Professional ratings
Review scores
| Source | Rating |
| AllMusic | Star |
| Rolling Stone | Star |

==Background and writing==
The album was primarily recorded at Neil Giraldo's studio, with most of the songwriting by Giraldo and longtime drummer Myron Grombacher. Four of the tracks are also co-written with Benatar (who is credited as Pat Giraldo). One of the two songs from other songwriters was "Cerebral Man" written by Tully Winfield and well-known stick player Don Schiff. In an interview from 2002, Schiff recalled how this track was added to the album: "Tully Winfield and I demoed songs at what was becoming a very popular studio in LA (Woodcliff Studio)... we had just recorded "Cerebral Man". If I recall correctly the demo just had Tully's voice, stick and drums. Peter Coleman was producing Pat's next album for Chrysalis and happened to be the next session in and heard the tune. He asked if he could take the song to Pat Benatar and hopefully put it on her next album. Her camp liked it and they did a wonderful job with the song.
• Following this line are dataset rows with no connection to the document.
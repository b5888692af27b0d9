// Copyright 2026 the Swaptime Authors
// SPDX-License-Identifier: Apache-2.0 OR MIT

//! Pretty-printing, result tables and Chrome trace export for swaptime
//! presentations.
//!
//! - [`pretty::PrettyPrintSink`]: a [`TraceSink`](swaptime_core::trace::TraceSink)
//!   writing one line per presenter event.
//! - [`report::presentation_report`]: a plain-text table of finished slides
//!   with their errors flagged.
//! - [`chrome::export`]: Chrome Trace Event Format JSON of finished slides.

pub mod chrome;
pub mod pretty;
pub mod report;
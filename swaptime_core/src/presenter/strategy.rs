// Copyright 2026 the Swaptime Authors
// SPDX-License-Identifier: Apache-2.0 OR MIT

//! Swap strategies: how a slide gets from the back buffer onto the screen.

use alloc::boxed::Box;

use log::warn;

use super::{Flow, Session, SessionState};
use crate::config::SwappingMode;
use crate::display::Display;
use crate::swap::SwapSample;
use crate::time::{Duration, HostTime};

/// Most swaps tried while locking a single-core presentation to the refresh.
const SYNC_SWAP_LIMIT: u32 = 120;

/// A blocking swap that returned this much faster than a full period did
/// not wait for a refresh boundary.
const SYNC_TOLERANCE: Duration = Duration::from_millis(1);

/// One `update()` step of a presentation.
pub(crate) trait SwapStrategy<D: Display> {
    fn update(&mut self, session: &mut Session<D>, display: &mut D);
}

pub(crate) fn for_mode<D: Display>(mode: SwappingMode) -> Box<dyn SwapStrategy<D>> {
    match mode {
        SwappingMode::MultiCore => Box::new(MultiCore),
        SwappingMode::SingleCoreBlocking => Box::new(SingleCoreBlocking::default()),
        SwappingMode::SingleCoreThreaded => Box::new(SingleCoreThreaded::default()),
    }
}

// ---------------------------------------------------------------------------
// Multi-core
// ---------------------------------------------------------------------------

/// Follows the display's background swaps.
#[derive(Debug)]
struct MultiCore;

impl<D: Display> SwapStrategy<D> for MultiCore {
    fn update(&mut self, session: &mut Session<D>, display: &mut D) {
        match session.state {
            SessionState::Idle => return,
            SessionState::Synchronizing => {
                if display.has_swapped_since_last_check() {
                    session.begin_presenting(display);
                }
            }
            SessionState::Presenting => {
                if display.has_swapped_since_last_check() {
                    // Count and onset must come from the same swap.
                    let swap = display.latest_swap();
                    if session.current_awaiting_swap()
                        && session.on_onset(display, swap.timestamp, swap.count) == Flow::Ended
                    {
                        return;
                    }
                    session.advance_if_due(display, swap.count);
                }
            }
        }
        session.wait_sync_check(display);
    }
}

// ---------------------------------------------------------------------------
// Single-core
// ---------------------------------------------------------------------------

/// Maps onset times to frame numbers.
///
/// A blocking swap counts as one frame however many refreshes it waited
/// through, so single-core frame numbers are derived from elapsed time
/// since the first slide's onset.
#[derive(Clone, Copy, Debug, Default)]
struct FrameAnchor {
    origin: Option<(HostTime, u64)>,
}

impl FrameAnchor {
    fn frame_at(&mut self, swap: SwapSample, onset: HostTime, period: Duration) -> u64 {
        match self.origin {
            Some((time, frame)) => frame + onset.saturating_duration_since(time).frames_in(period),
            None => {
                self.origin = Some((onset, swap.count));
                swap.count
            }
        }
    }
}

/// Issues its own blocking swaps from `update()`.
#[derive(Debug, Default)]
struct SingleCoreBlocking {
    hogging_start: HostTime,
    anchor: FrameAnchor,
}

impl SingleCoreBlocking {
    /// Swaps until a swap is seen to block for about a whole period, so the
    /// next one starts right after a refresh.
    fn lock_to_refresh<D: Display>(display: &mut D) {
        let min_wait = display.frame_period().saturating_sub(SYNC_TOLERANCE);
        for _ in 0..SYNC_SWAP_LIMIT {
            let before = display.now();
            display.blocking_swap();
            if display.now().saturating_duration_since(before) >= min_wait {
                return;
            }
        }
        warn!("no swap blocked for a full refresh after {SYNC_SWAP_LIMIT} tries; starting anyway");
    }
}

impl<D: Display> SwapStrategy<D> for SingleCoreBlocking {
    fn update(&mut self, session: &mut Session<D>, display: &mut D) {
        match session.state {
            SessionState::Idle => return,
            SessionState::Synchronizing => {
                Self::lock_to_refresh(display);
                session.begin_presenting(display);
                self.hogging_start = display.now();
            }
            SessionState::Presenting => {
                if session.current_swappable() && display.now() >= self.hogging_start {
                    display.blocking_swap();
                    let onset = display.now();
                    let swap = display.latest_swap();
                    let frame = self.anchor.frame_at(swap, onset, display.frame_period());
                    if session.on_onset(display, onset, frame) == Flow::Ended {
                        return;
                    }
                    if let Some(next) = session.advance(display) {
                        self.hogging_start =
                            next.saturating_sub(session.config.pre_swap_busy_wait);
                    }
                }
            }
        }
        session.wait_sync_check(display);
    }
}

/// Asks the display's background loop for one swap per slide.
#[derive(Debug, Default)]
struct SingleCoreThreaded {
    hogging_start: HostTime,
    anchor: FrameAnchor,
    swap_requested: bool,
}

impl<D: Display> SwapStrategy<D> for SingleCoreThreaded {
    fn update(&mut self, session: &mut Session<D>, display: &mut D) {
        match session.state {
            SessionState::Idle => return,
            SessionState::Synchronizing => {
                if !self.swap_requested {
                    display.request_swaps(1);
                    self.swap_requested = true;
                } else if display.has_swapped_since_last_check() {
                    self.swap_requested = false;
                    session.begin_presenting(display);
                    self.hogging_start = display.now();
                }
            }
            SessionState::Presenting => {
                if self.swap_requested {
                    if display.has_swapped_since_last_check() {
                        self.swap_requested = false;
                        let swap = display.latest_swap();
                        let onset = swap.timestamp;
                        let frame = self.anchor.frame_at(swap, onset, display.frame_period());
                        if session.on_onset(display, onset, frame) == Flow::Ended {
                            return;
                        }
                        if let Some(next) = session.advance(display) {
                            self.hogging_start =
                                next.saturating_sub(session.config.pre_swap_busy_wait);
                        }
                    }
                } else if session.current_swappable() && display.now() >= self.hogging_start {
                    display.request_swaps(1);
                    self.swap_requested = true;
                }
            }
        }
        session.wait_sync_check(display);
    }
}
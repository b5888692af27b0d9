// Copyright 2026 the Swaptime Authors
// SPDX-License-Identifier: Apache-2.0 OR MIT

//! Background swap clock and display timing service.
//!
//! This crate implements [`swaptime_core::display::Display`] for real
//! (threaded, wall-clock) use:
//!
//! - [`time`]: host clock reads (`CLOCK_MONOTONIC` via `rustix` on unix).
//! - [`swap_clock::SwapClock`]: a dedicated thread issuing buffer swaps
//!   continuously or on request, publishing consistent swap samples.
//! - [`TimedDisplay`]: frame-period estimation, blocking swaps, render-target
//!   scoping and clamped surface copies on top of any [`Backend`].
//! - [`headless::HeadlessBackend`]: a CPU backend with a simulated refresh.

pub mod backend;
pub mod headless;
pub mod swap_clock;
pub mod time;
pub mod timed_display;

pub use backend::Backend;
pub use timed_display::{DisplayConfig, TimedDisplay};
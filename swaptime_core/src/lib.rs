// Copyright 2026 the Swaptime Authors
// SPDX-License-Identifier: Apache-2.0 OR MIT

//! Frame-accurate, swap-locked slide presentation.
//!
//! `swaptime_core` schedules the onset and offset of visual stimuli so that
//! each one stays on screen for an exact number of display refreshes. It is
//! `no_std` compatible (with `alloc`) and never touches a clock, a thread or
//! a GPU itself; all of that sits behind the [`Display`](display::Display)
//! trait.
//!
//! # Architecture
//!
//! ```text
//!   caller ──append──► SlideQueue
//!     │
//!     └──update()──► SwapStrategy ◄──swap events── Display (swap clock)
//!                         │
//!                         ├──draw next slide──► back buffer ──fence──┐
//!                         │                                          │
//!                         ◄──────────────poll_ready()────────────────┘
//!                         ▼
//!               actual timing ──► check_outcomes() ──► PresentationErrors
//! ```
//!
//! **[`time`]**: nanosecond host time and durations with integer frame
//! arithmetic.
//!
//! **[`swap`]**: swap telemetry published by a swap source, per-consumer
//! swap cursors and a rolling swap-interval history.
//!
//! **[`display`]**: the [`Display`](display::Display) contract: swap
//! telemetry, blocking and background swaps, render targets and GPU fences.
//!
//! **[`slide`]**: slides, their lifecycle status and their intended and
//! actual timing.
//!
//! **[`config`]**: presenter settings and presets.
//!
//! **[`presenter`]**: the [`SlidePresenter`](presenter::SlidePresenter)
//! queue and scheduler with its three swap strategies.
//!
//! **[`report`]**: post-hoc classification of timing errors.
//!
//! **[`trace`]**: [`TraceSink`](trace::TraceSink) trait and event types for
//! presentation instrumentation, with a zero-overhead
//! [`Tracer`](trace::Tracer) wrapper.
//!
//! # Crate features
//!
//! - `std` (disabled by default): Enables `std` support in dependencies.
//! - `trace` (disabled by default): Enables `Tracer` method bodies (one branch
//!   per call site).

#![no_std]
#![cfg_attr(docsrs, feature(doc_auto_cfg))]

extern crate alloc;

pub mod config;
pub mod display;
pub mod presenter;
pub mod report;
pub mod slide;
pub mod swap;
pub mod time;
pub mod trace;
I thought Tully and I would get a few more songs on that album as they liked the style of our song, but at the last minute she decided to go back to her more familiar rock style, leaving our song the only one stylistically like it on the album."

==Critical reception==
Cashbox said that the album showcased "a mix of hard rockers and heartfelt ballads" with "more than a little social consciousness mixed in." They highlighted the title track as a "real showcase for hubby Neil Geraldo's guitar" and characterized "Let's Stay Together" as "a terrifically rappy metal number." Billboard commented on the stylistic variety of the album and called it a "soup-to-nuts bag of hits guaranteed to move in large numbers."

==Track listing==

Side one
| No. | Title | Writer(s) | Length |
|---|---|---|---|
| 1. | "All Fired Up" | Kerryn Tolhurst | 4:27 |
| 2. | "One Love" | Neil Giraldo, Myron Grombacher | 5:12 |
| 3. | "Let's Stay Together" | Pat Benatar, Giraldo | 4:50 |
| 4. | "Don't Walk Away" | Nick Gilder, Duane Hitchings | 4:35 |
| 5. | "Too Long a Soldier" | Giraldo, Grombacher | 6:42 |

Side two
| No. | Title | Writer(s) | Length |
|---|---|---|---|
| 6. | "Cool Zero" | Giraldo, Grombacher | 5:26 |
| 7. | "Cerebral Man" | Don Schiff, Tully Winfield | 4:40 |
| 8. | "Lift 'em on Up" | Benatar, Giraldo, Grombacher | 4:54 |
| 9. | "Suffer the Little Children" | Benatar, Giraldo | 4:10 |
| 10. | "Wide Awake in Dreamland" | Giraldo, Grombacher | 4:58 |

==Personnel==
===Musicians===
- Pat Benatar – vocals
- Neil Giraldo – guitars
- Myron Grombacher – drums
- Fernando Saunders – bass
- Frank Linx – bass, background vocals
- Charles Giordano, Kevin Savigar – keyboards
- Bo Castro – percussion
- Nick Gilder – background vocals on "Don't Walk Away" and "Cool Zero"
- Carmen Twillie, Phyllis St. James, Maxine Water – background vocals on "Lift 'em on Up"

===Production===
- Peter Coleman, Neil Giraldo – producers, mixing
- Frank Linx – assistant engineer
- Steve Ford, Gil Morales – mixing assistants
- George Marino – mastering at Sterling Sound, New York

- "All Fired Up"
- Keith Forsey – producer
- Paul Lini – engineer
- Clif Norrell – assistant engineer
- Chris Lord-Alge – mixing at The Hit Factory, New York
- Tim Leitner – mixing assistant

- "Let's Stay Together"
- Neil Giraldo – producer
- Ed Thacker – mixing
- Jim Dineen – mixing assistant

==Charts==

===Weekly charts===

Weekly chart performance for Wide Awake in Dreamland
| Chart (1988) | Peak position |
|---|---|
| Australian Albums (ARIA) | 13 |
| Canada Top Albums/CDs (RPM) | 11 |
| European Albums (Music & Media) | 36 |
| Finnish Albums (Suomen virallinen lista) | 17 |
| German Albums (Offizielle Top 100) | 47 |
| New Zealand Albums (RMNZ) | 15 |
| Swedish Albums (Sverigetopplistan) | 33 |
| UK Albums (Official Charts) | 11 |
| US Billboard 200 | 28 |

===Year-end charts===

Year-end chart performance for Wide Awake in Dreamland
| Chart (1988) | Position |
|---|---|
| Canada Top Albums/CDs (RPM) | 53 |
| US Billboard 200 | 97 |

==Certifications==

Certifications for Wide Awake In Dreamland
| Region | Certification | Certified units/sales |
| Canada (Music Canada) | Platinum | 100,000^{^} |
| United Kingdom (BPI) | Gold | 100,000^{^} |
| United States (RIAA) | Gold | 500,000^{^} |
^{^} Shipments figures based on certification alone.